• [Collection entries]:
● ● ● ● ●
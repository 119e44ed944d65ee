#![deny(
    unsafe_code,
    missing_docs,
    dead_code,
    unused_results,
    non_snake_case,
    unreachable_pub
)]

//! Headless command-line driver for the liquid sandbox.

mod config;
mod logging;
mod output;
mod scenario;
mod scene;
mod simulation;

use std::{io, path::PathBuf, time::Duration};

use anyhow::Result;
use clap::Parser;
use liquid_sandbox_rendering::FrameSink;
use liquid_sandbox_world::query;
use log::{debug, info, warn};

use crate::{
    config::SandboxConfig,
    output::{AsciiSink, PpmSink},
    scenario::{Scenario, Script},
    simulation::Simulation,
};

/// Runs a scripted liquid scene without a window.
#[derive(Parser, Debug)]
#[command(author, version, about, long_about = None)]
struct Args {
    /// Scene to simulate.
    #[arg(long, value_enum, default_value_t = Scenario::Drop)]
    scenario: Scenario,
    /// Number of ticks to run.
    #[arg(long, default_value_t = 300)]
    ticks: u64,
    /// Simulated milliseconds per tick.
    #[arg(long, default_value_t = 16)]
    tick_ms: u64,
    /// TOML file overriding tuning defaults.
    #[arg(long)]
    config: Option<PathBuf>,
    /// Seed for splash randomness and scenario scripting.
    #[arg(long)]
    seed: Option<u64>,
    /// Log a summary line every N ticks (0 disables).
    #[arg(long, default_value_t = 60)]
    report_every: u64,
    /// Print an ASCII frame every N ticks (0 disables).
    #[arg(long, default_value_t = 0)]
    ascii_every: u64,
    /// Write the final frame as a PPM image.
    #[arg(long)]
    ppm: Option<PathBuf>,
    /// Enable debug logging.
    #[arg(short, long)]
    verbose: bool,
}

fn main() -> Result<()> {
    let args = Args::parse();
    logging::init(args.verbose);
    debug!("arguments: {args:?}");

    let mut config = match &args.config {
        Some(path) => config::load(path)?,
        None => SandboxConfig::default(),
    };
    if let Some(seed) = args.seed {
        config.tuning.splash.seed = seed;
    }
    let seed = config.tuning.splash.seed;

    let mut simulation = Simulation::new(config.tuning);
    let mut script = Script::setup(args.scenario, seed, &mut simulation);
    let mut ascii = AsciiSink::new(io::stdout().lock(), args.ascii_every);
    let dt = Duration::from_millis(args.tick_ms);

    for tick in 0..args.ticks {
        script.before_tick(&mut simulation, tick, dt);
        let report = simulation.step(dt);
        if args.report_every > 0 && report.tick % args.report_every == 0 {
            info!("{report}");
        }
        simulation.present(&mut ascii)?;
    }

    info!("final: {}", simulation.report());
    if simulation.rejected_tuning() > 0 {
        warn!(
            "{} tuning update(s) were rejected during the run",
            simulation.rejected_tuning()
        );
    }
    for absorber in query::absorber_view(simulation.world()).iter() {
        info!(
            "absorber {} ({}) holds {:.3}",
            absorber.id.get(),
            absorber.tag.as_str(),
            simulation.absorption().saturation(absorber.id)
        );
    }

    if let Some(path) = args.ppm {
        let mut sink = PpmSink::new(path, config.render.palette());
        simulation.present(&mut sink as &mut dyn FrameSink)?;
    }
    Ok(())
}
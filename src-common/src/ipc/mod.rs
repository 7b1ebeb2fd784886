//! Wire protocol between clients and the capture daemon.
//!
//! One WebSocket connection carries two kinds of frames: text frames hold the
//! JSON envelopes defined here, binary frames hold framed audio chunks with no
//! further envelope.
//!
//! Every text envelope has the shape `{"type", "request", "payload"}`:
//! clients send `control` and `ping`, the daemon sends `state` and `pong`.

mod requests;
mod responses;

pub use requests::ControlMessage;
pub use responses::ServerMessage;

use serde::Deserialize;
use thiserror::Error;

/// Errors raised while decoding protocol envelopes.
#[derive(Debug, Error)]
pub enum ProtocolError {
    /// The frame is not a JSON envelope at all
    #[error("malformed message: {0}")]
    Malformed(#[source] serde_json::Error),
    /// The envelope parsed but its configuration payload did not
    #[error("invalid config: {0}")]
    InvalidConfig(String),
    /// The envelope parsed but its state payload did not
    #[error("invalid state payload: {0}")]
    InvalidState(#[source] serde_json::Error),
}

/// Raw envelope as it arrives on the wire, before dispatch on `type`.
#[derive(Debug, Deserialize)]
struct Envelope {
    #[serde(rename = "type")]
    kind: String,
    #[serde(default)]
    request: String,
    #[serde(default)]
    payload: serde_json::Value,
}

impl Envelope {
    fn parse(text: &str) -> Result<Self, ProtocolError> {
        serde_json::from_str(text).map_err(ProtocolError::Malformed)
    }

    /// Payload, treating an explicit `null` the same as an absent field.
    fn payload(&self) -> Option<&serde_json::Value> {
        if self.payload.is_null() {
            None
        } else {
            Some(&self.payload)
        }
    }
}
● ● ● ● ●
• [TO DO]:
Copy out every entry exactly.

• [SOLUTION TO THIS EXERCISE]:
repository 119e44ed944d65ee
#![deny(
    unsafe_code,
    missing_docs,
    dead_code,
    unused_results,
    non_snake_case,
    unreachable_pub
)]

//! Headless command-line driver for the liquid sandbox.

mod config;
mod logging;
mod output;
mod scenario;
mod scene;
mod simulation;

use std::{io, path::PathBuf, time::Duration};

use anyhow::Result;
use clap::Parser;
use liquid_sandbox_rendering::FrameSink;
use liquid_sandbox_world::query;
use log::{debug, info, warn};

use crate::{
    config::SandboxConfig,
    output::{AsciiSink, PpmSink},
    scenario::{Scenario, Script},
    simulation::Simulation,
};

/// Runs a scripted liquid scene without a window.
#[derive(Parser, Debug)]
#[command(author, version, about, long_about = None)]
struct Args {
    /// Scene to simulate.
    #[arg(long, value_enum, default_value_t = Scenario::Drop)]
    scenario: Scenario,
    /// Number of ticks to run.
    #[arg(long, default_value_t = 300)]
    ticks: u64,
    /// Simulated milliseconds per tick.
    #[arg(long, default_value_t = 16)]
    tick_ms: u64,
    /// TOML file overriding tuning defaults.
    #[arg(long)]
    config: Option<PathBuf>,
    /// Seed for splash randomness and scenario scripting.
    #[arg(long)]
    seed: Option<u64>,
    /// Log a summary line every N ticks (0 disables).
    #[arg(long, default_value_t = 60)]
    report_every: u64,
    /// Print an ASCII frame every N ticks (0 disables).
    #[arg(long, default_value_t = 0)]
    ascii_every: u64,
    /// Write the final frame as a PPM image.
    #[arg(long)]
    ppm: Option<PathBuf>,
    /// Enable debug logging.
    #[arg(short, long)]
    verbose: bool,
}

fn main() -> Result<()> {
    let args = Args::parse();
    logging::init(args.verbose);
    debug!("arguments: {args:?}");

    let mut config = match &args.config {
        Some(path) => config::load(path)?,
        None => SandboxConfig::default(),
    };
    if let Some(seed) = args.seed {
        config.tuning.splash.seed = seed;
    }
    let seed = config.tuning.splash.seed;

    let mut simulation = Simulation::new(config.tuning);
    let mut script = Script::setup(args.scenario, seed, &mut simulation);
    let mut ascii = AsciiSink::new(io::stdout().lock(), args.ascii_every);
    let dt = Duration::from_millis(args.tick_ms);

    for tick in 0..args.ticks {
        script.before_tick(&mut simulation, tick, dt);
        let report = simulation.step(dt);
        if args.report_every > 0 && report.tick % args.report_every == 0 {
            info!("{report}");
        }
        simulation.present(&mut ascii)?;
    }

    info!("final: {}", simulation.report());
    if simulation.rejected_tuning() > 0 {
        warn!(
            "{} tuning update(s) were rejected during the run",
            simulation.rejected_tuning()
        );
    }
    for absorber in query::absorber_view(simulation.world()).iter() {
        info!(
            "absorber {} ({}) holds {:.3}",
            absorber.id.get(),
            absorber.tag.as_str(),
            simulation.absorption().saturation(absorber.id)
        );
    }

    if let Some(path) = args.ppm {
        let mut sink = PpmSink::new(path, config.render.palette());
        simulation.present(&mut sink as &mut dyn FrameSink)?;
    }
    Ok(())
}
filename src-common/src/ipc/mod.rs
repository 7b1ebeb2fd784886
//! Wire protocol between clients and the capture daemon.
//!
//! One WebSocket connection carries two kinds of frames: text frames hold the
//! JSON envelopes defined here, binary frames hold framed audio chunks with no
//! further envelope.
//!
//! Every text envelope has the shape `{"type", "request", "payload"}`:
//! clients send `control` and `ping`, the daemon sends `state` and `pong`.

mod requests;
mod responses;

pub use requests::ControlMessage;
pub use responses::ServerMessage;

use serde::Deserialize;
use thiserror::Error;

/// Errors raised while decoding protocol envelopes.
#[derive(Debug, Error)]
pub enum ProtocolError {
    /// The frame is not a JSON envelope at all
    #[error("malformed message: {0}")]
    Malformed(#[source] serde_json::Error),
    /// The envelope parsed but its configuration payload did not
    #[error("invalid config: {0}")]
    InvalidConfig(String),
    /// The envelope parsed but its state payload did not
    #[error("invalid state payload: {0}")]
    InvalidState(#[source] serde_json::Error),
}

/// Raw envelope as it arrives on the wire, before dispatch on `type`.
#[derive(Debug, Deserialize)]
struct Envelope {
    #[serde(rename = "type")]
    kind: String,
    #[serde(default)]
    request: String,
    #[serde(default)]
    payload: serde_json::Value,
}

impl Envelope {
    fn parse(text: &str) -> Result<Self, ProtocolError> {
        serde_json::from_str(text).map_err(ProtocolError::Malformed)
    }

    /// Payload, treating an explicit `null` the same as an absent field.
    fn payload(&self) -> Option<&serde_json::Value> {
        if self.payload.is_null() {
            None
        } else {
            Some(&self.payload)
        }
    }
}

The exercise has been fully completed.